The rest of this book is devoted to proving part (C) of the Main Theorem stated in §3.1. That is, we shall determine precisely when the members of C(G) are maximal in G, where G is any group whose socle is a classical simple group. In Chapters 6 and 7 we find all overgroups of members of C which themselves lie in C, and in Chapter 8 we find those overgroups which lie in S. The results in Chapter 8 depend on the classification of the finite simple groups, while those in Chapters 6 and 7 do not. Nevertheless, all three chapters require a fair amount of information about the simple groups, and in this chapter we survey various results from the literature concerning the finite simple groups which will be needed. The material here falls into three broad areas:

1. (1) basic properties of the simple groups (§5.1);

2. (2) subgroups of simple groups (§5.2);

3. (3) representations of the simple groups (§§5.3, 5.4).

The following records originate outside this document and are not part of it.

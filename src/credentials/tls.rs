//! TLS server certificate provisioning.

use std::path::{Path, PathBuf};

use super::{write_private, write_public, CredentialError};

/// A TLS host and the certificate/key files that serve it
#[derive(Debug, Clone, PartialEq, Eq)]
pub struct TlsIdentity {
    pub host: String,
    pub cert_path: PathBuf,
    pub key_path: PathBuf,
}

/// PEM-encoded certificate and private key
#[derive(Debug, Clone)]
pub struct IssuedCertificate {
    pub cert_pem: String,
    pub key_pem: String,
}

/// Mints a certificate/key pair for a host.
pub trait CertificateIssuer {
    fn issue_self_signed(&self, host: &str) -> Result<IssuedCertificate, CredentialError>;
}

/// Self-signed certificates via rcgen
#[derive(Debug, Clone, Copy, Default)]
pub struct SelfSignedIssuer;

impl CertificateIssuer for SelfSignedIssuer {
    fn issue_self_signed(&self, host: &str) -> Result<IssuedCertificate, CredentialError> {
        let certified = rcgen::generate_simple_self_signed(vec![host.to_string()]).map_err(|e| {
            CredentialError::Issuance {
                host: host.to_string(),
                reason: e.to_string(),
            }
        })?;

        Ok(IssuedCertificate {
            cert_pem: certified.cert.pem(),
            key_pem: certified.key_pair.serialize_pem(),
        })
    }
}

/// Accept an existing cert/key pair, or issue and persist a fresh one bound to `host`.
///
/// A pair with only one half on disk is reissued as a whole.
pub fn load_or_create_tls_identity(
    host: &str,
    cert_path: &Path,
    key_path: &Path,
    issuer: &dyn CertificateIssuer,
) -> Result<TlsIdentity, CredentialError> {
    let identity = TlsIdentity {
        host: host.to_string(),
        cert_path: cert_path.to_path_buf(),
        key_path: key_path.to_path_buf(),
    };

    let cert_exists = cert_path.exists();
    let key_exists = key_path.exists();
    if cert_exists && key_exists {
        tracing::info!(
            host = %host,
            cert = %cert_path.display(),
            key = %key_path.display(),
            "Using existing TLS certificate"
        );
        return Ok(identity);
    }

    if cert_exists || key_exists {
        tracing::warn!(
            host = %host,
            cert_exists,
            key_exists,
            "Incomplete TLS certificate pair, reissuing both files"
        );
    }

    tracing::info!(host = %host, "Issuing self-signed TLS certificate");
    let issued = issuer.issue_self_signed(host)?;

    write_private(key_path, issued.key_pem.as_bytes())?;
    write_public(cert_path, issued.cert_pem.as_bytes())?;

    tracing::info!(
        cert = %cert_path.display(),
        key = %key_path.display(),
        "Persisted TLS certificate"
    );
    Ok(identity)
}
//! Listener mode selection.
//!
//! [`plan`] is a pure function of configuration flags; [`ListenerPlan`]
//! bundles the chosen mode with the identities it needs and cannot be
//! built in an inconsistent state.

use std::fmt;
use std::net::{IpAddr, Ipv4Addr, SocketAddr};

use crate::credentials::{OnionIdentity, TlsIdentity};

/// Onion virtual port for plain HTTP
pub const ONION_HTTP_PORT: u16 = 80;

/// Onion virtual port for HTTPS
pub const ONION_HTTPS_PORT: u16 = 443;

#[derive(Debug, Clone, Copy, PartialEq, Eq)]
pub enum ListenerMode {
    Plain,
    Tls,
    OnionPlain,
    OnionTls,
}

impl ListenerMode {
    pub fn is_onion(self) -> bool {
        matches!(self, ListenerMode::OnionPlain | ListenerMode::OnionTls)
    }

    pub fn is_tls(self) -> bool {
        matches!(self, ListenerMode::Tls | ListenerMode::OnionTls)
    }
}

impl fmt::Display for ListenerMode {
    fn fmt(&self, f: &mut fmt::Formatter<'_>) -> fmt::Result {
        let name = match self {
            ListenerMode::Plain => "plain",
            ListenerMode::Tls => "tls",
            ListenerMode::OnionPlain => "onion",
            ListenerMode::OnionTls => "onion+tls",
        };
        f.write_str(name)
    }
}

/// Inputs to the mode decision
#[derive(Debug, Clone, Copy, Default)]
pub struct TransportFlags {
    pub onion_enabled: bool,
    pub single_hop: bool,
    pub tls_host_present: bool,
    pub tls_cert_present: bool,
    pub tls_key_present: bool,
}

/// Pick the listener mode. Onion always takes precedence over plain TLS;
/// `single_hop` never affects the result.
pub fn plan(flags: TransportFlags) -> ListenerMode {
    let cert_and_key = flags.tls_cert_present && flags.tls_key_present;
    match (flags.onion_enabled, cert_and_key) {
        (true, true) => ListenerMode::OnionTls,
        (true, false) => ListenerMode::OnionPlain,
        (false, true) if flags.tls_host_present => ListenerMode::Tls,
        _ => ListenerMode::Plain,
    }
}

#[derive(Debug, thiserror::Error)]
pub enum PlanError {
    #[error("{0} listener requires an onion identity")]
    MissingOnionIdentity(ListenerMode),
    #[error("{0} listener requires a TLS identity")]
    MissingTlsIdentity(ListenerMode),
}

/// Everything the serving subsystem needs to open its listener
#[derive(Debug, Clone)]
pub struct ListenerPlan {
    mode: ListenerMode,
    bind_addr: SocketAddr,
    onion: Option<OnionIdentity>,
    tls: Option<TlsIdentity>,
    single_hop: bool,
}

impl ListenerPlan {
    /// Build a plan, checking the mode has the identities it depends on.
    ///
    /// Onion listeners bind to loopback on the configured port; only Tor
    /// should reach them. Identities a mode does not use are dropped.
    pub fn new(
        mode: ListenerMode,
        bind_addr: SocketAddr,
        onion: Option<OnionIdentity>,
        tls: Option<TlsIdentity>,
        single_hop: bool,
    ) -> Result<Self, PlanError> {
        if mode.is_onion() && onion.is_none() {
            return Err(PlanError::MissingOnionIdentity(mode));
        }
        if mode.is_tls() && tls.is_none() {
            return Err(PlanError::MissingTlsIdentity(mode));
        }

        let bind_addr = if mode.is_onion() {
            SocketAddr::new(IpAddr::V4(Ipv4Addr::LOCALHOST), bind_addr.port())
        } else {
            bind_addr
        };

        Ok(Self {
            mode,
            bind_addr,
            onion: onion.filter(|_| mode.is_onion()),
            tls: tls.filter(|_| mode.is_tls()),
            single_hop,
        })
    }

    pub fn mode(&self) -> ListenerMode {
        self.mode
    }

    pub fn bind_addr(&self) -> SocketAddr {
        self.bind_addr
    }

    pub fn onion(&self) -> Option<&OnionIdentity> {
        self.onion.as_ref()
    }

    pub fn tls(&self) -> Option<&TlsIdentity> {
        self.tls.as_ref()
    }

    pub fn single_hop(&self) -> bool {
        self.single_hop
    }

    /// Port advertised on the onion service, if any
    pub fn virtual_port(&self) -> Option<u16> {
        match self.mode {
            ListenerMode::OnionTls => Some(ONION_HTTPS_PORT),
            ListenerMode::OnionPlain => Some(ONION_HTTP_PORT),
            _ => None,
        }
    }
}
//! Request middleware.
//!
//! - Request ID: a UUID v4 per request, recorded on a tracing span that
//!   wraps the whole request lifecycle.
//! - Blacklist: rejects clients listed in the operator's blacklist file.

use std::collections::HashSet;
use std::net::{IpAddr, SocketAddr};
use std::path::Path;
use std::time::Instant;

use axum::{
    extract::{ConnectInfo, Request, State},
    http::StatusCode,
    middleware::Next,
    response::{IntoResponse, Response},
};
use tracing::Instrument;
use uuid::Uuid;

use crate::state::AppState;

/// Extension type for accessing request ID in handlers if needed.
#[derive(Clone, Debug)]
pub struct RequestId(pub Uuid);

/// Middleware that generates a request ID and creates a request span.
///
/// This should be the outermost middleware layer so the span wraps
/// all request processing, including other middleware and handlers.
pub async fn request_id_layer(request: Request, next: Next) -> Response {
    let request_id = Uuid::new_v4();
    let method = request.method().clone();
    let path = request.uri().path().to_string();

    let span = tracing::info_span!(
        "request",
        request_id = %request_id,
        method = %method,
        path = %path,
        duration_ms = tracing::field::Empty,
    );

    let start = Instant::now();

    let mut request = request;
    request.extensions_mut().insert(RequestId(request_id));

    async move {
        let response = next.run(request).await;
        let duration_ms = start.elapsed().as_millis() as u64;

        tracing::Span::current().record("duration_ms", duration_ms);
        tracing::info!(
            status = response.status().as_u16(),
            duration_ms,
            "Request completed"
        );

        response
    }
    .instrument(span)
    .await
}

/// Set of client IPs denied access
#[derive(Debug, Clone, Default)]
pub struct Blacklist {
    ips: HashSet<IpAddr>,
}

impl Blacklist {
    /// Load one IP per line. Blank lines and `#` comments are skipped;
    /// unparseable lines are logged and skipped.
    pub fn load(path: &Path) -> std::io::Result<Self> {
        let contents = std::fs::read_to_string(path)?;
        Ok(Self::parse(&contents))
    }

    pub fn parse(contents: &str) -> Self {
        let mut ips = HashSet::new();
        for line in contents.lines() {
            let line = line.split('#').next().unwrap_or_default().trim();
            if line.is_empty() {
                continue;
            }
            match line.parse() {
                Ok(ip) => {
                    ips.insert(ip);
                }
                Err(_) => tracing::warn!(entry = %line, "Ignoring invalid blacklist entry"),
            }
        }
        Self { ips }
    }

    pub fn contains(&self, ip: &IpAddr) -> bool {
        self.ips.contains(ip)
    }

    pub fn len(&self) -> usize {
        self.ips.len()
    }

    pub fn is_empty(&self) -> bool {
        self.ips.is_empty()
    }
}

/// Resolve the client IP, honouring `X-Forwarded-For` only when trusted.
fn client_ip(request: &Request, trust_proxy: bool) -> Option<IpAddr> {
    if trust_proxy {
        let forwarded = request
            .headers()
            .get("x-forwarded-for")
            .and_then(|v| v.to_str().ok())
            .and_then(|v| v.split(',').next())
            .and_then(|v| v.trim().parse().ok());
        if forwarded.is_some() {
            return forwarded;
        }
    }
    request
        .extensions()
        .get::<ConnectInfo<SocketAddr>>()
        .map(|ConnectInfo(addr)| addr.ip())
}

/// Middleware that rejects blacklisted clients with 403.
pub async fn blacklist_layer(
    State(state): State<AppState>,
    request: Request,
    next: Next,
) -> Response {
    if !state.blacklist.is_empty() {
        if let Some(ip) = client_ip(&request, state.trust_proxy) {
            if state.blacklist.contains(&ip) {
                tracing::info!(client = %ip, "Rejected blacklisted client");
                return StatusCode::FORBIDDEN.into_response();
            }
        }
    }
    next.run(request).await
}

In §5.5 we include some further results on representations of direct products of simple groups and on extensions of soluble groups by simple groups. Throughout this chapter, L will usually denote a non-abelian simple group.

Basic properties of the simple groups

As we mentioned in Chapter 1, the recent Classification Theorem asserts that the non-abelian simple groups fall into four categories: the alternating groups, the classical groups, the exceptional groups, and the sporadic groups. Of course, the alternating group An has order ½n. We display the orders of the other simple groups in Tables 5.1. A, 5.1.B and 5.1.C.